▸ YOUR INSTRUCTIONS: Go through the entries below and give the number of lines that have the string "Serialize", and only that.

▸ Dataset excerpts:
★ ★ ★ ★ ★ ★ ★

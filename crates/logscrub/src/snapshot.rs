//! Redacted request/exception snapshots.
//!
//! A [`ContextSnapshot`] is built once per log event needing enrichment,
//! filled eagerly during construction (exception properties, then context
//! properties), and discarded after the event is dispatched. The only
//! post-construction mutation is the lazy derivation of a few scalar fields
//! from the already-filtered server variables.

use std::collections::BTreeMap;
use std::env;

use chrono::{DateTime, Utc};
use serde::Serialize;

use crate::collection::{self, NameValuePair};
use crate::error::Result;
use crate::exception::{current_stack_trace, ErrorRecord};
use crate::filter::{fetch_or_sentinel, passthrough, CollectionRedactor, CompiledFilters};
use crate::request::RequestContext;

/// Frames of the snapshot machinery itself, dropped from appended traces.
const OWN_TRACE_FRAMES: usize = 2;

/// A scalar derived lazily from source data, with sticky explicit override.
///
/// `get` derives and caches on first read; `set` pins the value permanently,
/// before or after the first read.
#[derive(Debug, Clone, Default, PartialEq, Eq)]
enum LazyField {
    #[default]
    Unset,
    Cached(String),
    Explicit(String),
}

impl LazyField {
    fn get_or_derive(&mut self, derive: impl FnOnce() -> String) -> &str {
        if matches!(self, Self::Unset) {
            *self = Self::Cached(derive());
        }
        match self {
            Self::Unset => unreachable!("derived above"),
            Self::Cached(value) | Self::Explicit(value) => value,
        }
    }

    fn set(&mut self, value: String) {
        *self = Self::Explicit(value);
    }
}

/// The redacted, serializable snapshot of one request/exception context.
///
/// Collection fields are flat, order-preserving pair lists; each was
/// filtered by its own rule list during construction (the query string is
/// never filtered by design).
#[derive(Debug, Default)]
pub struct ContextSnapshot {
    /// Type name of the logged error, if one was attached.
    pub exception_type: Option<String>,
    /// Message of the logged error.
    pub exception_message: Option<String>,
    /// Component the logged error originated in.
    pub exception_source: Option<String>,
    /// Full chain-aware rendering of the logged error.
    pub exception_detail: Option<String>,
    /// Name of the machine the snapshot was taken on.
    pub machine_name: String,
    /// Response (or web-error) status code.
    pub status_code: Option<u16>,
    /// Exception data entries matching the configured include pattern.
    /// Absent (not merely empty) when no include pattern is configured.
    pub custom_data: Option<BTreeMap<String, String>>,
    /// When the snapshot was taken.
    pub captured_at: DateTime<Utc>,
    /// Filtered server variables.
    pub server_variables: Vec<NameValuePair>,
    /// Query string entries, unfiltered.
    pub query_string: Vec<NameValuePair>,
    /// Filtered form fields.
    pub form: Vec<NameValuePair>,
    /// Filtered cookies.
    pub cookies: Vec<NameValuePair>,
    /// Filtered request headers, minus any `Cookie` header.
    pub request_headers: Vec<NameValuePair>,

    host: LazyField,
    url: LazyField,
    http_method: LazyField,
    ip_address: LazyField,
}

impl ContextSnapshot {
    /// Build a snapshot from a request context only, with no filtering.
    #[must_use]
    pub fn from_request(request: &dyn RequestContext) -> Self {
        Self::build(None, Some(request), &CompiledFilters::default())
    }

    /// Build a snapshot from an error only, with no filtering.
    #[must_use]
    pub fn from_error(error: &ErrorRecord) -> Self {
        Self::build(Some(error), None, &CompiledFilters::default())
    }

    /// Build a snapshot from whatever is available.
    ///
    /// The exception phase runs first when an error is supplied; the context
    /// phase runs when a request is supplied. Per-collection read failures
    /// degrade to a sentinel entry in that collection; nothing else is
    /// swallowed.
    #[must_use]
    pub fn build(
        error: Option<&ErrorRecord>,
        request: Option<&dyn RequestContext>,
        filters: &CompiledFilters,
    ) -> Self {
        let mut snapshot = Self {
            machine_name: machine_name(),
            captured_at: Utc::now(),
            ..Self::default()
        };

        if let Some(error) = error {
            snapshot.set_exception_properties(error, filters);
        }
        if let Some(request) = request {
            snapshot.set_context_properties(request, filters);
        }
        snapshot
    }

    fn set_exception_properties(&mut self, error: &ErrorRecord, filters: &CompiledFilters) {
        // A built-in wrapper usually adds nothing of its own; report the
        // innermost cause instead. The detail always renders the full chain
        // from the originally supplied record.
        let reported = if error.is_builtin() {
            error.base()
        } else {
            error
        };

        self.exception_type = Some(reported.type_name().to_string());
        self.exception_message = Some(reported.message().to_string());
        self.exception_source = reported.source().map(String::from);
        self.status_code = error.status_code();

        let mut detail = error.detail();
        if filters.append_full_stack_trace {
            detail.push_str("\n\nFull Trace:\n\n");
            detail.push_str(&current_stack_trace(OWN_TRACE_FRAMES));
        }
        self.exception_detail = Some(detail);

        for record in error.chain() {
            self.add_custom_data(record, filters);
        }
    }

    fn add_custom_data(&mut self, record: &ErrorRecord, filters: &CompiledFilters) {
        let Some(include) = filters.data_include.as_ref() else {
            return;
        };

        for (key, value) in record.data() {
            if include.is_match(key) {
                // The map is created only once a key actually matches, so a
                // chain with no matching data leaves it absent, not empty.
                // Deeper records in the chain overwrite on key collision.
                self.custom_data
                    .get_or_insert_with(BTreeMap::new)
                    .insert(key.clone(), value.clone());
            }
        }
    }

    fn set_context_properties(&mut self, request: &dyn RequestContext, filters: &CompiledFilters) {
        if let Some(status_code) = request.status_code() {
            self.status_code = Some(status_code);
        }
        if let Some(method) = request.http_method() {
            self.http_method.set(method);
        }

        // When a whole collection is suppressed, skip the fetch entirely.
        let server_variables = if filters.server_vars.suppress_all() {
            Vec::new()
        } else {
            fetch_or_sentinel("server_variables", request.server_variables())
        };
        let query_string = fetch_or_sentinel("query_string", request.query_string());
        let form = if filters.form.suppress_all() {
            Vec::new()
        } else {
            fetch_or_sentinel("form", request.form())
        };

        self.server_variables =
            CollectionRedactor::new(&filters.server_vars).apply(&server_variables);
        self.query_string = passthrough(&query_string);
        self.form = CollectionRedactor::new(&filters.form).apply(&form);
        self.cookies = CollectionRedactor::new(&filters.cookies).apply(&request.cookies());
        self.request_headers =
            CollectionRedactor::new(&filters.headers).apply_to_headers(&request.headers());
    }

    /// The request's host, derived from the `HTTP_HOST` server variable on
    /// first read.
    pub fn host(&mut self) -> &str {
        let server_variables = &self.server_variables;
        self.host
            .get_or_derive(|| derive_server_variable(server_variables, "HTTP_HOST"))
    }

    /// Pin the host to an explicit value.
    pub fn set_host(&mut self, host: impl Into<String>) {
        self.host.set(host.into());
    }

    /// The request's URL, derived from the `URL` server variable on first
    /// read.
    pub fn url(&mut self) -> &str {
        let server_variables = &self.server_variables;
        self.url
            .get_or_derive(|| derive_server_variable(server_variables, "URL"))
    }

    /// Pin the URL to an explicit value.
    pub fn set_url(&mut self, url: impl Into<String>) {
        self.url.set(url.into());
    }

    /// The request's HTTP method. Captured from the request context during
    /// construction when available, otherwise derived from the
    /// `REQUEST_METHOD` server variable on first read.
    pub fn http_method(&mut self) -> &str {
        let server_variables = &self.server_variables;
        self.http_method
            .get_or_derive(|| derive_server_variable(server_variables, "REQUEST_METHOD"))
    }

    /// Pin the HTTP method to an explicit value.
    pub fn set_http_method(&mut self, method: impl Into<String>) {
        self.http_method.set(method.into());
    }

    /// The client IP address, derived from `REMOTE_ADDR` and
    /// `HTTP_X_FORWARDED_FOR` on first read.
    pub fn ip_address(&mut self) -> &str {
        let server_variables = &self.server_variables;
        self.ip_address
            .get_or_derive(|| collection::remote_ip(server_variables))
    }

    /// Pin the client IP address to an explicit value.
    pub fn set_ip_address(&mut self, ip_address: impl Into<String>) {
        self.ip_address.set(ip_address.into());
    }

    /// Serialize the snapshot's flat shape (scalars plus pair lists).
    ///
    /// # Errors
    ///
    /// Returns an error if JSON serialization fails.
    pub fn to_json(&mut self) -> Result<String> {
        let view = FlatView {
            exception_type: self.exception_type.clone(),
            exception_source: self.exception_source.clone(),
            exception_message: self.exception_message.clone(),
            exception_detail: self.exception_detail.clone(),
            machine_name: self.machine_name.clone(),
            status_code: self.status_code,
            custom_data: self.custom_data.clone(),
            captured_at: self.captured_at,
            host: self.host().to_string(),
            url: self.url().to_string(),
            http_method: self.http_method().to_string(),
            ip_address: self.ip_address().to_string(),
            server_variables: &self.server_variables,
            query_string: &self.query_string,
            form: &self.form,
            cookies: &self.cookies,
            request_headers: &self.request_headers,
        };
        Ok(serde_json::to_string(&view)?)
    }

    /// Build the consolidated summary view: scalars plus dictionary views of
    /// every collection and the query-string convenience value.
    #[must_use]
    pub fn summary(&mut self) -> Summary {
        Summary {
            exception_type: self.exception_type.clone(),
            exception_source: self.exception_source.clone(),
            exception_message: self.exception_message.clone(),
            exception_detail: self.exception_detail.clone(),
            custom_data: self.custom_data.clone(),
            machine_name: self.machine_name.clone(),
            status_code: self.status_code,
            captured_at: self.captured_at,
            host: self.host().to_string(),
            url: self.url().to_string(),
            http_method: self.http_method().to_string(),
            ip_address: self.ip_address().to_string(),
            query_string: collection::lookup(&self.server_variables, "QUERY_STRING")
                .map(String::from),
            server_variables: collection::to_dictionary(&self.server_variables),
            cookie_variables: collection::to_dictionary(&self.cookies),
            request_headers: collection::to_dictionary(&self.request_headers),
            query_string_variables: collection::to_dictionary(&self.query_string),
            form_variables: collection::to_dictionary(&self.form),
        }
    }

    /// Serialize the consolidated summary view.
    ///
    /// # Errors
    ///
    /// Returns an error if JSON serialization fails.
    pub fn to_summary_json(&mut self) -> Result<String> {
        Ok(serde_json::to_string(&self.summary())?)
    }
}

/// Name of the machine this process runs on, from the environment.
fn machine_name() -> String {
    env::var("HOSTNAME")
        .or_else(|_| env::var("COMPUTERNAME"))
        .unwrap_or_default()
}

fn derive_server_variable(server_variables: &[NameValuePair], name: &str) -> String {
    collection::lookup(server_variables, name)
        .unwrap_or_default()
        .to_string()
}

#[derive(Serialize)]
struct FlatView<'a> {
    exception_type: Option<String>,
    exception_source: Option<String>,
    exception_message: Option<String>,
    exception_detail: Option<String>,
    machine_name: String,
    status_code: Option<u16>,
    custom_data: Option<BTreeMap<String, String>>,
    captured_at: DateTime<Utc>,
    host: String,
    url: String,
    http_method: String,
    ip_address: String,
    server_variables: &'a [NameValuePair],
    query_string: &'a [NameValuePair],
    form: &'a [NameValuePair],
    cookies: &'a [NameValuePair],
    request_headers: &'a [NameValuePair],
}

/// Consolidated summary of one snapshot, suitable for JSON emission.
#[derive(Debug, Clone, Serialize)]
pub struct Summary {
    /// Type name of the logged error.
    pub exception_type: Option<String>,
    /// Component the logged error originated in.
    pub exception_source: Option<String>,
    /// Message of the logged error.
    pub exception_message: Option<String>,
    /// Full chain-aware rendering of the logged error.
    pub exception_detail: Option<String>,
    /// Included exception data entries.
    pub custom_data: Option<BTreeMap<String, String>>,
    /// Name of the machine the snapshot was taken on.
    pub machine_name: String,
    /// Response (or web-error) status code.
    pub status_code: Option<u16>,
    /// When the snapshot was taken.
    pub captured_at: DateTime<Utc>,
    /// The request's host.
    pub host: String,
    /// The request's URL.
    pub url: String,
    /// The request's HTTP method.
    pub http_method: String,
    /// The client IP address.
    pub ip_address: String,
    /// The raw query string, as reported by the `QUERY_STRING` server
    /// variable.
    pub query_string: Option<String>,
    /// Dictionary view of the filtered server variables.
    pub server_variables: BTreeMap<String, String>,
    /// Dictionary view of the filtered cookies.
    pub cookie_variables: BTreeMap<String, String>,
    /// Dictionary view of the filtered request headers.
    pub request_headers: BTreeMap<String, String>,
    /// Dictionary view of the query string entries.
    pub query_string_variables: BTreeMap<String, String>,
    /// Dictionary view of the filtered form fields.
    pub form_variables: BTreeMap<String, String>,
}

★ ★ ★ ★ ★ ★ ★

▸ TASK RESULT: 5